“A toda la tierra alcanza su pregón”: así reza el Salmo 18 ensalzando la Creación. Y eso mismo es aplicable a la Navidad, de un modo todavía más admirable, ya que con la Encarnación y el nacimiento de Cristo se inició lo que los teólogos llaman la Segunda Creación. Como explica el Catecismo de la Iglesia Católica (n. 349),
La obra de la Creación culmina en la obra aún más grande de la Redención. Con ésta, de hecho, se inicia la nueva Creación, en la cual todo hallará de nuevo su pleno sentido y cumplimiento.
Sí, a toda la tierra alcanza el pregón de la Navidad: “Un niño nos ha nacido, un hijo nos ha sido dado, y la soberanía reposará sobre sus hombros; y se llamará su nombre Admirable Consejero, Dios Poderoso, Padre Eterno, Príncipe de Paz.” (Is 9, 6). Con palabras sublimes expresa san Juan en el Prólogo de su Evangelio lo que entraña la Navidad: “el Verbo se hizo hombre y habitó entre nosotros” (Jn 1, 3). El Dios se hace hombre para hacer a los hombres hijos de Dios: ¿No es esto un mensaje grandioso para proclamarlo por los cuatro vientos?
Y, sin embargo, se silencia o se vacía este mensaje, que es otro modo de silenciarlo. Hay, al menos tres grandes vacíos fáciles de identificar:
- El vacío simbólico, propiciado por el laicismo que trata de borrar todo vestigio religioso en la Navidad: luces que evocan las comidas y bebidas, eliminación de estrellas y símbolos del Nacimiento, sustitución de belenes por sucedáneos a veces grotescos, … Los símbolos no son adornos neutros: remiten a una realidad más profunda. Y la eliminación de los signos cristianos de la Navidad no es neutralidad ante una sociedad plural sino un empobrecimiento cultural
- El vacío existencial, en el que Cristo está ausente de la vida y el significado de su Nacimiento se reduce a valores como la paz, la solidaridad y la familia, pero sin referencia alguna al Príncipe de la Paz, a Quien vino a salvarnos y quiso dignificar la familia naciendo y viviendo en ella.
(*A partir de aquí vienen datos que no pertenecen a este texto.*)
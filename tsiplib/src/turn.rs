use std::sync::atomic::{AtomicBool, Ordering};
use std::sync::Arc;
use std::time::Duration;

use parking_lot::{Condvar, Mutex, MutexGuard};

/// How often a waiting party wakes up to check for cancellation.
const CANCEL_POLL: Duration = Duration::from_millis(50);

/// A shared flag that stops everyone waiting on a [Turnstile].
///
/// Clones share the same flag. Once cancelled, it stays cancelled.
#[derive(Debug, Clone, Default)]
pub struct CancelToken(Arc<AtomicBool>);

impl CancelToken {
    pub fn new() -> Self {
        Self::default()
    }

    pub fn cancel(&self) {
        self.0.store(true, Ordering::SeqCst);
    }

    pub fn is_cancelled(&self) -> bool {
        self.0.load(Ordering::SeqCst)
    }
}

#[derive(Debug)]
struct TurnState<T> {
    turn: usize,
    value: T,
}

/// Strict round-robin access to a value.
///
/// Parties are numbered `0..parties`, and are let in one at a time in
/// exactly that order, over and over. A party that arrives early waits
/// for its turn.
#[derive(Debug)]
pub struct Turnstile<T> {
    state: Mutex<TurnState<T>>,
    turn_changed: Condvar,
    parties: usize,
}

impl<T> Turnstile<T> {
    /// Party 0 goes first. At least one party is assumed.
    pub fn new(parties: usize, value: T) -> Self {
        Self {
            state: Mutex::new(TurnState { turn: 0, value }),
            turn_changed: Condvar::new(),
            parties: parties.max(1),
        }
    }

    pub fn parties(&self) -> usize {
        self.parties
    }

    /// The party currently allowed in.
    pub fn turn(&self) -> usize {
        self.state.lock().turn
    }

    /// Wait for `party`'s turn. The turn passes to the next party when
    /// the returned guard is dropped.
    ///
    /// Returns [None], without taking the turn, once `cancel` is set.
    pub fn acquire(&self, party: usize, cancel: &CancelToken) -> Option<TurnGuard<'_, T>> {
        debug_assert!(party < self.parties);

        let mut state = self.state.lock();
        loop {
            if cancel.is_cancelled() {
                return None;
            }
            if state.turn == party {
                return Some(TurnGuard {
                    turnstile: self,
                    state,
                });
            }
            self.turn_changed.wait_for(&mut state, CANCEL_POLL);
        }
    }

    pub fn into_inner(self) -> T {
        self.state.into_inner().value
    }
}

/// Exclusive access to a [Turnstile]'s value during one party's turn.
pub struct TurnGuard<'a, T> {
    turnstile: &'a Turnstile<T>,
    state: MutexGuard<'a, TurnState<T>>,
}

impl<T> core::ops::Deref for TurnGuard<'_, T> {
    type Target = T;
    fn deref(&self) -> &Self::Target {
        &self.state.value
    }
}

impl<T> core::ops::DerefMut for TurnGuard<'_, T> {
    fn deref_mut(&mut self) -> &mut Self::Target {
        &mut self.state.value
    }
}

impl<T> Drop for TurnGuard<'_, T> {
    fn drop(&mut self) {
        self.state.turn = (self.state.turn + 1) % self.turnstile.parties;
        self.turnstile.turn_changed.notify_all();
    }
}
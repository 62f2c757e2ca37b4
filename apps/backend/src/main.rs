#[tokio::main]
async fn main() -> anyhow::Result<()> {
    cardbox_backend::run().await
}
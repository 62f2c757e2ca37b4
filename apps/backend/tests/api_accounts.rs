//! Registration and login API tests.
//!
//! These tests require a running PostgreSQL database.
//! Set DATABASE_URL before running.

mod common;

use axum::http::StatusCode;
use axum_test::TestServer;

use common::fixtures;
use common::TestContext;

/// Registration answers with a usable session token.
#[tokio::test]
#[ignore = "requires database"]
async fn test_register_returns_token() {
    let ctx = TestContext::new().await;
    let server = TestServer::new(ctx.router()).unwrap();
    let username = TestContext::unique_username("register");

    let response = server
        .post("/register")
        .json(&fixtures::credentials(&username, "hunter2"))
        .await;

    response.assert_status_ok();
    let body: serde_json::Value = response.json();
    let token = body["token"].as_str().unwrap();
    assert!(!token.is_empty());

    // The token authorizes card access straight away.
    let list = server
        .get("/flashcards")
        .add_header(
            axum::http::header::AUTHORIZATION,
            TestContext::auth_header_value(token),
        )
        .await;
    list.assert_status_ok();

    // Cleanup
    let user = ctx.db.get_user_by_username(&username).await.unwrap().unwrap();
    ctx.cleanup_user(user.id).await;
}

/// Registering the same username twice fails and stores exactly one row.
#[tokio::test]
#[ignore = "requires database"]
async fn test_register_duplicate_username_fails() {
    let ctx = TestContext::new().await;
    let server = TestServer::new(ctx.router()).unwrap();
    let username = TestContext::unique_username("dup");

    let first = server
        .post("/register")
        .json(&fixtures::credentials(&username, "hunter2"))
        .await;
    first.assert_status_ok();

    let second = server
        .post("/register")
        .json(&fixtures::credentials(&username, "other-password"))
        .await;
    second.assert_status(StatusCode::BAD_REQUEST);
    let body: serde_json::Value = second.json();
    assert_eq!(body["error"], "duplicate_user");

    let count: i64 = sqlx::query_scalar("SELECT COUNT(*) FROM users WHERE username = $1")
        .bind(&username)
        .fetch_one(ctx.db.pool())
        .await
        .unwrap();
    assert_eq!(count, 1);

    // Cleanup
    let user = ctx.db.get_user_by_username(&username).await.unwrap().unwrap();
    ctx.cleanup_user(user.id).await;
}

/// Login with the credentials used at registration succeeds.
#[tokio::test]
#[ignore = "requires database"]
async fn test_login_after_register_succeeds() {
    let ctx = TestContext::new().await;
    let server = TestServer::new(ctx.router()).unwrap();
    let username = TestContext::unique_username("login");
    let (user_id, _) = ctx.create_test_user(&username, "hunter2").await;

    let response = server
        .post("/login")
        .json(&fixtures::credentials(&username, "hunter2"))
        .await;

    response.assert_status_ok();
    let body: serde_json::Value = response.json();
    assert!(!body["token"].as_str().unwrap().is_empty());

    // Cleanup
    ctx.cleanup_user(user_id).await;
}

/// Wrong password fails with invalid_credentials.
#[tokio::test]
#[ignore = "requires database"]
async fn test_login_wrong_password_fails() {
    let ctx = TestContext::new().await;
    let server = TestServer::new(ctx.router()).unwrap();
    let username = TestContext::unique_username("badpw");
    let (user_id, _) = ctx.create_test_user(&username, "hunter2").await;

    let response = server
        .post("/login")
        .json(&fixtures::credentials(&username, "wrong"))
        .await;

    response.assert_status(StatusCode::BAD_REQUEST);
    let body: serde_json::Value = response.json();
    assert_eq!(body["error"], "invalid_credentials");

    // Cleanup
    ctx.cleanup_user(user_id).await;
}

/// Unknown username is reported exactly like a wrong password, so the
/// endpoint cannot be used to probe which accounts exist.
#[tokio::test]
#[ignore = "requires database"]
async fn test_login_unknown_user_same_error_as_wrong_password() {
    let ctx = TestContext::new().await;
    let server = TestServer::new(ctx.router()).unwrap();

    let response = server
        .post("/login")
        .json(&fixtures::credentials(
            &TestContext::unique_username("ghost"),
            "whatever",
        ))
        .await;

    response.assert_status(StatusCode::BAD_REQUEST);
    let body: serde_json::Value = response.json();
    assert_eq!(body["error"], "invalid_credentials");
}

/// Blank username is a validation error.
#[tokio::test]
#[ignore = "requires database"]
async fn test_register_blank_username_rejected() {
    let ctx = TestContext::new().await;
    let server = TestServer::new(ctx.router()).unwrap();

    let response = server
        .post("/register")
        .json(&fixtures::credentials("   ", "hunter2"))
        .await;

    response.assert_status(StatusCode::BAD_REQUEST);
    let body: serde_json::Value = response.json();
    assert_eq!(body["error"], "validation_error");
}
- El vacío interior, también en personas con fe y que aprecian la grandeza del misterio de la Navidad, pero que están absorbidas por una actividad frenética incluso preparando la Navidad. “No nos dejemos llevar por la actividad frenética y superficial de los preparativos”, advertía hace pocos días el Papa León XIV.
Estos tres vacíos nos interpelan a llenarlos con:
Símbolos auténticamente navideños, en primer lugar, el belén, expresión sencilla pero directa de la Navidad y la estrella, como símbolo evangélico del camino que lleva a Belén. También el árbol adornado con símbolos navideños, generalmente asociado a la Navidad; de aquí que se llame árbol de Navidad. Los símbolos cristianos de la Navidad no son excluyentes, simplemente explican el origen mismo de la fiesta y ofrece una clave de comprensión a creyentes y no creyentes. Esto lleva a resistir la banalización de la Navidad sustituyendo sucedáneos vacíos por signos que hablan, interpelan y narran.
Colocando al Niño-Dios en el centro vital. El vacío de reducir el misterio de la Navidad a valores genéricos se llena restituyendo el acontecimiento, no solo los valores. Paz, solidaridad y familia son frutos, pero no la raíz. La raíz es una Persona: el Hijo de Dios que nace, el Príncipe de la Paz, que entra en la historia para salvar. Sin referencia a Cristo, la Navidad se convierte en un humanismo amable pero desanclado, incapaz de responder al sufrimiento, al mal o a la esperanza última. Llenar este vacío implica volver a anunciar, con sencillez y profundidad, que la Navidad no es solo un mensaje ético, sino una Buena Noticia: Dios se hace cercano, vulnerable, niño.
Fomentando la interioridad cristiana, con recogimiento interior, acogida y contemplación, permitiendo que el misterio de la Navidad nos alcance, sin convertirla la mera gestión. Eso exige detenerse ante el misterio de la Navidad creando espacios de silencio, oración y contemplación, incluso breves, en medio de la actividad. Conviene recordar, como advertía el Papa, que la preparación externa puede vaciar el corazón si no va acompañada de interioridad. Qué gran ejemplo encontramos en María en acoger, guardar y meditar en su corazón.
En el fondo, los tres vacíos se llenan del mismo modo: dejando espacio a Dios, que en la Navidad no irrumpe con estruendo, sino que pide ser acogido en lo pequeño, lo humilde y lo interior.